そんなイマジナリーフレンドは、人形やぬいぐるみを通して具象化されることがある。本作では「可愛らしいクマのぬいぐるみ」がその象徴となっている。

『M3GAN/ミーガン』ではAI人形、『ファイブ・ナイツ・アット・フレディーズ』ではピザ屋のマスコットで「可愛さと不気味さは紙一重だ」ということを描いたブラムハウス。新作『Imaginary』は、人形そのものに焦点を当てるのではなく、クマぬいぐるみを通して描かれる子どものイマジネーションの脅威に焦点を当てている。イマジナリーフレンドを持っていたという記憶がない人でも、恐怖を体感できる作品に仕上がっている。ちなみに、PG-13指定作品のため、ゴア描写はほぼなし。メガホンをとったのは、『キック・アス/ジャスティス・フォーエバー』や『ファンタジー・アイランド』のジェフ・ワドロウ監督だ。

物語は、絵本作家のジェシカが恐ろしい悪夢にうなされた後、夫、継娘のテイラー、アリスとともに、かつて父が住んでいた一軒家に引っ越すところから始まる。そこで、幼いアリスが地下室で古いクマのぬいぐるみを発見。アリスはChauncey(チャウンシー)と名付け、それが彼女のイマジナリーフレンドとなる。アリスがクマのぬいぐるみと一緒にティーパーティをしたり、ゲームをしたりと、とんでもなく微笑ましいシーンが映し出されていくが、Chaunceyの要求は徐々に度を越し、ゲーム中にアリスを傷つける指示を出すようになる。
幼少期というのは、想像力がかなり豊かである。本作はそんな子どもの想像力のダークサイドを探っていくから面白い。例えば、姉テイラーが男友達を家に呼ぶシーン。アリスはChaunceyとの借り物競走で虫を瓶に詰め込んでいたことから「変なガキ」扱いをされてしまう。そこで腹が立ったアリスは、Chaunceyとともに彼に“仕返し”をするのだ。

また、セラピストとアリスが対話するシーンも印象的。アリスは自分とChaunceyの二役を演じ始める。一見、少女がクマの声を代弁しているなんとも可愛らしいシーンとなっている。しかし、Chaunceyの発言が徐々に度を越し、明らかにアリス自身にストレスがかかっていく。このシーンでは、Chaunceyの脅威を知ったセラピストの焦りや困惑が伝わり、観客の不安を煽ってくる。少女の可愛らしい声を通してChaunceyの攻撃性が描かれ、アリス役のパイパー・ブラウンの演技に圧倒される。
そのほか、ジェシカ自身も長い間忘れていた幼少期の暗い過去を振り返らなければならない。もちろんそこには、彼女のイマジナリーフレンドもいるのだ。さまざまなイマジナリーフレンドがクリーチャーとして具象化され、彼らの恐ろしさを素晴らしいタイミングのジャンプスケア・シーンとともに体感できる。ブラムハウス作品の醍醐味でもある終盤の二転三転するストーリーも見どころだ。

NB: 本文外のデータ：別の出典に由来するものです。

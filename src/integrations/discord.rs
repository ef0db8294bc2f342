//! Discord REST API client.
//!
//! Covers the three calls an export needs: who am I (login check),
//! channel lookup, and paginated message history.

use async_trait::async_trait;
use chrono::{DateTime, Utc};
use reqwest::header::{HeaderMap, HeaderValue, AUTHORIZATION, USER_AGENT};
use reqwest::{Client, StatusCode};
use serde::de::DeserializeOwned;
use serde::Deserialize;

use crate::chat::MessageSource;
use crate::models::{Attachment, Channel, Embed, EmbedMedia, Message};
use crate::{Error, Result};

const CLIENT_USER_AGENT: &str = concat!(
    "DiscordBot (https://github.com/channel-exporter, ",
    env!("CARGO_PKG_VERSION"),
    ")"
);

/// Discord client holding one authenticated session for the whole run.
#[derive(Debug, Clone)]
pub struct DiscordClient {
    http: Client,
    base_url: String,
    authorization: String,
}

impl DiscordClient {
    /// Create client for the given token and API base URL.
    ///
    /// A bare token is sent as a bot token; `Bot ...` or `Bearer ...` is sent as is.
    pub fn new(token: &str, base_url: &str) -> Result<Self> {
        let token = token.trim();
        let authorization = if token.starts_with("Bot ") || token.starts_with("Bearer ") {
            token.to_string()
        } else {
            format!("Bot {}", token)
        };

        let mut headers = HeaderMap::new();
        headers.insert(USER_AGENT, HeaderValue::from_static(CLIENT_USER_AGENT));

        let http = Client::builder()
            .default_headers(headers)
            .build()
            .map_err(|e| Error::RequestError(format!("Failed to create HTTP client: {}", e)))?;

        Ok(Self {
            http,
            base_url: base_url.trim_end_matches('/').to_string(),
            authorization,
        })
    }

    /// Underlying HTTP client, shared with the downloader.
    ///
    /// It carries no credentials; the token is only attached to API calls.
    pub fn http(&self) -> &Client {
        &self.http
    }

    async fn get_json<T: DeserializeOwned>(&self, path: &str, query: &[(&str, String)]) -> Result<T> {
        let response = self
            .http
            .get(format!("{}{}", self.base_url, path))
            .header(AUTHORIZATION, &self.authorization)
            .query(query)
            .send()
            .await?;

        let status = response.status();
        if !status.is_success() {
            let body = response.text().await.unwrap_or_default();
            return Err(Error::ApiError {
                status: status.as_u16(),
                body,
            });
        }

        let bytes = response.bytes().await?;
        Ok(serde_json::from_slice(&bytes)?)
    }

    /// Verify the token and return the account tag.
    pub async fn login(&self) -> Result<String> {
        match self.get_json::<ApiUser>("/users/@me", &[]).await {
            Ok(user) => Ok(user.tag()),
            Err(Error::ApiError { status, body }) if status == StatusCode::UNAUTHORIZED.as_u16() => {
                Err(Error::LoginFailed(body))
            }
            Err(err) => Err(err),
        }
    }

    /// Look up a channel by id.
    pub async fn fetch_channel(&self, channel_id: &str) -> Result<Channel> {
        match self
            .get_json::<ApiChannel>(&format!("/channels/{}", channel_id), &[])
            .await
        {
            Ok(channel) => Ok(Channel {
                id: channel.id,
                name: channel.name,
                kind: channel.kind,
            }),
            Err(Error::ApiError { status, .. }) if status == StatusCode::NOT_FOUND.as_u16() => {
                Err(Error::ChannelNotFound(channel_id.to_string()))
            }
            Err(err) => Err(err),
        }
    }

    /// Fetch one page of messages, newest first.
    pub async fn fetch_messages(
        &self,
        channel_id: &str,
        limit: usize,
        before: Option<&str>,
    ) -> Result<Vec<Message>> {
        let mut query = vec![("limit", limit.to_string())];
        if let Some(before) = before {
            query.push(("before", before.to_string()));
        }

        let page: Vec<ApiMessage> = self
            .get_json(&format!("/channels/{}/messages", channel_id), &query)
            .await?;

        Ok(page.into_iter().map(Message::from).collect())
    }
}

#[async_trait]
impl MessageSource for DiscordClient {
    async fn fetch_page(
        &self,
        channel_id: &str,
        limit: usize,
        before: Option<&str>,
    ) -> Result<Vec<Message>> {
        self.fetch_messages(channel_id, limit, before).await
    }
}

// Wire types

#[derive(Debug, Deserialize)]
struct ApiUser {
    username: String,
    #[serde(default)]
    discriminator: Option<String>,
}

impl ApiUser {
    /// `name#1234`, or just `name` for accounts without a discriminator.
    fn tag(&self) -> String {
        match self.discriminator.as_deref() {
            None | Some("") | Some("0") => self.username.clone(),
            Some(discriminator) => format!("{}#{}", self.username, discriminator),
        }
    }
}

#[derive(Debug, Deserialize)]
struct ApiChannel {
    id: String,
    #[serde(rename = "type")]
    kind: u8,
    #[serde(default)]
    name: Option<String>,
}

#[derive(Debug, Deserialize)]
struct ApiMessage {
    id: String,
    author: ApiUser,
    timestamp: DateTime<Utc>,
    #[serde(default)]
    content: String,
    #[serde(default)]
    attachments: Vec<ApiAttachment>,
    #[serde(default)]
    embeds: Vec<ApiEmbed>,
}

#[derive(Debug, Deserialize)]
struct ApiAttachment {
    url: String,
    filename: String,
}

#[derive(Debug, Deserialize)]
struct ApiEmbed {
    title: Option<String>,
    description: Option<String>,
    url: Option<String>,
    image: Option<ApiMedia>,
    thumbnail: Option<ApiMedia>,
}

#[derive(Debug, Deserialize)]
struct ApiMedia {
    url: Option<String>,
}

impl From<ApiMessage> for Message {
    fn from(msg: ApiMessage) -> Self {
        Self {
            author: msg.author.tag(),
            id: msg.id,
            timestamp: msg.timestamp,
            content: msg.content,
            attachments: msg
                .attachments
                .into_iter()
                .map(|a| Attachment {
                    url: a.url,
                    name: a.filename,
                })
                .collect(),
            embeds: msg
                .embeds
                .into_iter()
                .map(|e| Embed {
                    title: e.title,
                    description: e.description,
                    url: e.url,
                    image: e.image.map(|m| EmbedMedia { url: m.url }),
                    thumbnail: e.thumbnail.map(|m| EmbedMedia { url: m.url }),
                })
                .collect(),
        }
    }
}

#[cfg(test)]
mod tests {
    use super::*;
    use httpmock::prelude::*;
    use serde_json::json;

    fn client(server: &MockServer) -> DiscordClient {
        DiscordClient::new("test-token", &server.base_url()).unwrap()
    }

    #[tokio::test]
    async fn login_returns_tag_and_sends_bot_token() {
        let server = MockServer::start_async().await;

        let me_mock = server.mock(|when, then| {
            when.method(GET)
                .path("/users/@me")
                .header("authorization", "Bot test-token");
            then.status(200).json_body(json!({
                "id": "1",
                "username": "exporter",
                "discriminator": "4321"
            }));
        });

        let tag = client(&server).login().await.unwrap();

        assert_eq!(tag, "exporter#4321");
        me_mock.assert_calls(1);
    }

    #[tokio::test]
    async fn login_reports_unauthorized() {
        let server = MockServer::start_async().await;

        server.mock(|when, then| {
            when.method(GET).path("/users/@me");
            then.status(401).body("401: Unauthorized");
        });

        let err = client(&server).login().await.unwrap_err();
        assert!(matches!(err, Error::LoginFailed(_)));
    }

    #[tokio::test]
    async fn explicit_token_scheme_is_kept() {
        let server = MockServer::start_async().await;

        let me_mock = server.mock(|when, then| {
            when.method(GET)
                .path("/users/@me")
                .header("authorization", "Bearer oauth-token");
            then.status(200)
                .json_body(json!({ "id": "1", "username": "someone", "discriminator": "0" }));
        });

        let client = DiscordClient::new("Bearer oauth-token", &server.base_url()).unwrap();
        assert_eq!(client.login().await.unwrap(), "someone");
        me_mock.assert_calls(1);
    }

    #[tokio::test]
    async fn fetch_channel_maps_not_found() {
        let server = MockServer::start_async().await;

        server.mock(|when, then| {
            when.method(GET).path("/channels/404404");
            then.status(404)
                .json_body(json!({ "message": "Unknown Channel", "code": 10003 }));
        });

        let err = client(&server).fetch_channel("404404").await.unwrap_err();
        assert!(matches!(err, Error::ChannelNotFound(ref id) if id == "404404"));
    }

    #[tokio::test]
    async fn fetch_channel_returns_type() {
        let server = MockServer::start_async().await;

        server.mock(|when, then| {
            when.method(GET).path("/channels/10");
            then.status(200)
                .json_body(json!({ "id": "10", "type": 0, "name": "general" }));
        });

        let channel = client(&server).fetch_channel("10").await.unwrap();
        assert_eq!(channel.id, "10");
        assert_eq!(channel.name.as_deref(), Some("general"));
        assert!(channel.is_text_based());
    }

    #[tokio::test]
    async fn fetch_messages_passes_cursor_and_maps_fields() {
        let server = MockServer::start_async().await;

        let page_mock = server.mock(|when, then| {
            when.method(GET)
                .path("/channels/10/messages")
                .query_param("limit", "100")
                .query_param("before", "99");
            then.status(200).json_body(json!([
                {
                    "id": "98",
                    "author": { "id": "5", "username": "alice", "discriminator": "0001" },
                    "timestamp": "2024-01-01T00:00:00.000000+00:00",
                    "content": "hello",
                    "attachments": [
                        { "id": "1", "filename": "cat.png", "url": "https://cdn.example/cat.png" }
                    ],
                    "embeds": [
                        {
                            "title": "Hi",
                            "image": { "url": "https://cdn.example/img.jpg" },
                            "thumbnail": { "url": "https://cdn.example/thumb.webp" }
                        }
                    ]
                }
            ]));
        });

        let messages = client(&server)
            .fetch_messages("10", 100, Some("99"))
            .await
            .unwrap();

        page_mock.assert_calls(1);
        assert_eq!(messages.len(), 1);
        let msg = &messages[0];
        assert_eq!(msg.id, "98");
        assert_eq!(msg.author, "alice#0001");
        assert_eq!(msg.iso_timestamp(), "2024-01-01T00:00:00.000Z");
        assert_eq!(msg.content, "hello");
        assert_eq!(msg.attachments[0].name, "cat.png");
        assert_eq!(msg.embeds[0].title.as_deref(), Some("Hi"));
        assert_eq!(msg.embeds[0].assets().count(), 2);
    }

    #[tokio::test]
    async fn fetch_messages_reports_api_error() {
        let server = MockServer::start_async().await;

        server.mock(|when, then| {
            when.method(GET).path("/channels/10/messages");
            then.status(403).body("Missing Access");
        });

        let err = client(&server)
            .fetch_messages("10", 100, None)
            .await
            .unwrap_err();

        assert!(matches!(err, Error::ApiError { status: 403, .. }));
        assert!(err.to_string().contains("Missing Access"));
    }

    #[test]
    fn tag_drops_zero_discriminator() {
        let user = ApiUser {
            username: "bob".into(),
            discriminator: Some("0".into()),
        };
        assert_eq!(user.tag(), "bob");

        let legacy = ApiUser {
            username: "bob".into(),
            discriminator: Some("0420".into()),
        };
        assert_eq!(legacy.tag(), "bob#0420");

        let missing = ApiUser {
            username: "carol".into(),
            discriminator: None,
        };
        assert_eq!(missing.tag(), "carol");
    }
}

ちなみに『Imaginary』は、Rotten Tomatoesの批評家による評価では32%とやや厳しい結果となっている(現地時間3月11日時点)。一方で、興行収入的には順調のよう。米Deadlineの報道によると、本作の制作費は推定1,000万ドル。オープニング週末の米国内興入は930万ドル相当になるとのこと。すでにほとんど元をとった状態である(編注:15日までの世界興収はおよそ1,790万ドル)。ちなみに本作と同日公開されたのは、大ヒットアニメーション最新作『カンフー・パンダ4(原題)』と『デューン 砂の惑星 PART2』だった。他の大作との競争の中、オープニング週末でチャート初登場3位を記録するということは、本作には人を惹きつけるパワーがたっぷりあるということを証明している。
大人になるにつれ自然と忘れてしまう存在、イマジナリーフレンド。そんな彼らと“間違った関係の断ち方”をしてしまった人を描く本作は、子どもの頃の想像力の複雑さと、それが人生に与える影響について考えさせられる。『Imaginary(原題)』の日本の公開日は未定。